Start of Dataset records
//! Watch primitives.
//!
//! A [`WatchBackend`] turns a root directory into a stream of [`RawEvent`]s
//! tagged with the [`WatchId`] that requested it. Events flow into a tokio
//! channel owned by the orchestrator loop; dropping the returned
//! [`WatchGuard`] stops delivery.
//!
//! Two backends exist:
//! - [`NotifyBackend`]: one `notify::RecommendedWatcher` per watch
//! - [`ManualBackend`]: deterministic, events are injected with
//!   [`ManualBackend::emit`]. Used by tests and by hosts that already own a
//!   file watching facility.

use std::any::Any;
use std::fmt;
use std::path::{Path, PathBuf};
use std::sync::Arc;
use std::sync::atomic::{AtomicU64, Ordering};

use notify::event::{ModifyKind, RenameMode};
use notify::{Event, EventKind, RecursiveMode, Watcher};
use parking_lot::Mutex;
use tokio::sync::mpsc;

use super::WatchError;

/// Identity of one watch registration.
#[derive(Debug, Clone, Copy, PartialEq, Eq, Hash, PartialOrd, Ord)]
pub struct WatchId(u64);

impl WatchId {
    /// Allocate a process-unique id.
    pub fn next() -> Self {
        static NEXT: AtomicU64 = AtomicU64::new(1);
        Self(NEXT.fetch_add(1, Ordering::Relaxed))
    }

    pub fn value(self) -> u64 {
        self.0
    }
}

impl fmt::Display for WatchId {
    fn fmt(&self, f: &mut fmt::Formatter<'_>) -> fmt::Result {
        write!(f, "watch#{}", self.0)
    }
}

/// What happened to a path.
#[derive(Debug, Clone, PartialEq, Eq)]
pub enum RawEventKind {
    Added,
    Changed,
    Removed,
    /// The watch primitive reported a failure for this path.
    Error(String),
}

/// A normalized file system event.
#[derive(Debug, Clone, PartialEq, Eq)]
pub struct RawEvent {
    pub watch: WatchId,
    pub kind: RawEventKind,
    /// Absolute path the event refers to.
    pub path: PathBuf,
}

pub type RawEventSender = mpsc::UnboundedSender<RawEvent>;
pub type RawEventReceiver = mpsc::UnboundedReceiver<RawEvent>;

/// Keeps a watch registration alive.
pub struct WatchGuard {
    _inner: Box<dyn Any + Send>,
}

impl WatchGuard {
    pub fn new<T: Any + Send>(inner: T) -> Self {
        Self {
            _inner: Box::new(inner),
        }
    }
}

impl fmt::Debug for WatchGuard {
    fn fmt(&self, f: &mut fmt::Formatter<'_>) -> fmt::Result {
        f.write_str("WatchGuard")
    }
}

/// Source of raw file system events.
pub trait WatchBackend: Send + Sync {
    /// Start watching `root`. Events for `root` (recursively when asked) are
    /// sent to `events` tagged with `id` until the guard is dropped.
    fn watch(
        &self,
        id: WatchId,
        root: &Path,
        recursive: bool,
        events: &RawEventSender,
    ) -> Result<WatchGuard, WatchError>;
}

fn absolute(root: &Path, path: PathBuf) -> PathBuf {
    if path.is_absolute() {
        path
    } else {
        root.join(path)
    }
}

/// Translate one notify result into raw events.
pub fn translate(watch: WatchId, root: &Path, res: notify::Result<Event>) -> Vec<RawEvent> {
    let event = match res {
        Ok(event) => event,
        Err(e) => {
            let details = WatchError::Event {
                details: e.to_string(),
            }
            .to_string();
            crate::debug_event!("watcher", "error", "{details}");
            let paths = if e.paths.is_empty() {
                vec![root.to_path_buf()]
            } else {
                e.paths
            };
            return paths
                .into_iter()
                .map(|path| RawEvent {
                    watch,
                    kind: RawEventKind::Error(details.clone()),
                    path: absolute(root, path),
                })
                .collect();
        }
    };

    let make = |kind: RawEventKind, path: PathBuf| RawEvent {
        watch,
        kind,
        path: absolute(root, path),
    };

    match event.kind {
        EventKind::Create(_) => event
            .paths
            .into_iter()
            .map(|p| make(RawEventKind::Added, p))
            .collect(),
        EventKind::Remove(_) => event
            .paths
            .into_iter()
            .map(|p| make(RawEventKind::Removed, p))
            .collect(),
        EventKind::Modify(ModifyKind::Name(RenameMode::Both)) => {
            let mut paths = event.paths.into_iter();
            let mut out = Vec::with_capacity(2);
            if let Some(from) = paths.next() {
                out.push(make(RawEventKind::Removed, from));
            }
            if let Some(to) = paths.next() {
                out.push(make(RawEventKind::Added, to));
            }
            out
        }
        EventKind::Modify(ModifyKind::Name(RenameMode::From)) => event
            .paths
            .into_iter()
            .map(|p| make(RawEventKind::Removed, p))
            .collect(),
        EventKind::Modify(ModifyKind::Name(RenameMode::To)) => event
            .paths
            .into_iter()
            .map(|p| make(RawEventKind::Added, p))
            .collect(),
        EventKind::Modify(ModifyKind::Name(_)) => event
            .paths
            .into_iter()
            .map(|p| {
                let p = absolute(root, p);
                // Direction unknown: the file system is the judge
                let kind = if p.exists() {
                    RawEventKind::Added
                } else {
                    RawEventKind::Removed
                };
                make(kind, p)
            })
            .collect(),
        EventKind::Modify(_) => event
            .paths
            .into_iter()
            .map(|p| make(RawEventKind::Changed, p))
            .collect(),
        _ => Vec::new(),
    }
}

/// Backend built on `notify::RecommendedWatcher`.
#[derive(Debug, Default, Clone, Copy)]
pub struct NotifyBackend;

impl NotifyBackend {
    pub fn new() -> Self {
        Self
    }
}

impl WatchBackend for NotifyBackend {
    fn watch(
        &self,
        id: WatchId,
        root: &Path,
        recursive: bool,
        events: &RawEventSender,
    ) -> Result<WatchGuard, WatchError> {
        let tx = events.clone();
        let watch_root = root.to_path_buf();

        let mut watcher = notify::recommended_watcher(move |res: notify::Result<Event>| {
            for event in translate(id, &watch_root, res) {
                // Loop gone means shutdown, nothing left to tell
                let _ = tx.send(event);
            }
        })?;

        let mode = if recursive {
            RecursiveMode::Recursive
        } else {
            RecursiveMode::NonRecursive
        };

        watcher
            .watch(root, mode)
            .map_err(|e| WatchError::PathWatchFailed {
                path: root.to_path_buf(),
                reason: e.to_string(),
            })?;

        crate::debug_event!("watcher", "watching", "{id} {}", root.display());
        Ok(WatchGuard::new(watcher))
    }
}

#[derive(Debug)]
struct Registration {
    id: WatchId,
    root: PathBuf,
    recursive: bool,
    events: RawEventSender,
}

struct ManualRegistration {
    id: WatchId,
    registrations: Arc<Mutex<Vec<Registration>>>,
}

impl Drop for ManualRegistration {
    fn drop(&mut self) {
        self.registrations.lock().retain(|r| r.id != self.id);
    }
}

/// Deterministic backend: nothing happens until [`emit`](Self::emit) is called.
#[derive(Debug, Default, Clone)]
pub struct ManualBackend {
    registrations: Arc<Mutex<Vec<Registration>>>,
}

impl ManualBackend {
    pub fn new() -> Self {
        Self::default()
    }

    /// Deliver an event for `path` to every live watch covering it.
    ///
    /// Returns the number of watches the event was delivered to.
    pub fn emit(&self, path: impl AsRef<Path>, kind: RawEventKind) -> usize {
        let path = path.as_ref();
        let registrations = self.registrations.lock();
        let mut delivered = 0;

        for registration in registrations.iter() {
            let covered = if registration.recursive {
                path.starts_with(&registration.root)
            } else {
                path.parent() == Some(registration.root.as_path()) || path == registration.root
            };
            if !covered {
                continue;
            }

            let event = RawEvent {
                watch: registration.id,
                kind: kind.clone(),
                path: path.to_path_buf(),
            };
            if registration.events.send(event).is_ok() {
                delivered += 1;
            }
        }

        delivered
    }

    /// Live registrations as `(id, root)`.
    pub fn active(&self) -> Vec<(WatchId, PathBuf)> {
        self.registrations
            .lock()
            .iter()
            .map(|r| (r.id, r.root.clone()))
            .collect()
    }

    pub fn active_count(&self) -> usize {
        self.registrations.lock().len()
    }
}

impl WatchBackend for ManualBackend {
    fn watch(
        &self,
        id: WatchId,
        root: &Path,
        recursive: bool,
        events: &RawEventSender,
    ) -> Result<WatchGuard, WatchError> {
        if !root.is_dir() {
            return Err(WatchError::PathWatchFailed {
                path: root.to_path_buf(),
                reason: "not a directory".to_string(),
            });
        }

        self.registrations.lock().push(Registration {
            id,
            root: root.to_path_buf(),
            recursive,
            events: events.clone(),
        });

        Ok(WatchGuard::new(ManualRegistration {
            id,
            registrations: Arc::clone(&self.registrations),
        }))
    }
}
End of Dataset records
### Work task
Reproduce, character for character, only the lines of the preceding data that start at the line with "let event = match" and end at the line with "vec![root.to_path_buf()]", both included.

### Response to the task
    let event = match res {
        Ok(event) => event,
        Err(e) => {
            let details = WatchError::Event {
                details: e.to_string(),
            }
            .to_string();
            crate::debug_event!("watcher", "error", "{details}");
            let paths = if e.paths.is_empty() {
                vec![root.to_path_buf()]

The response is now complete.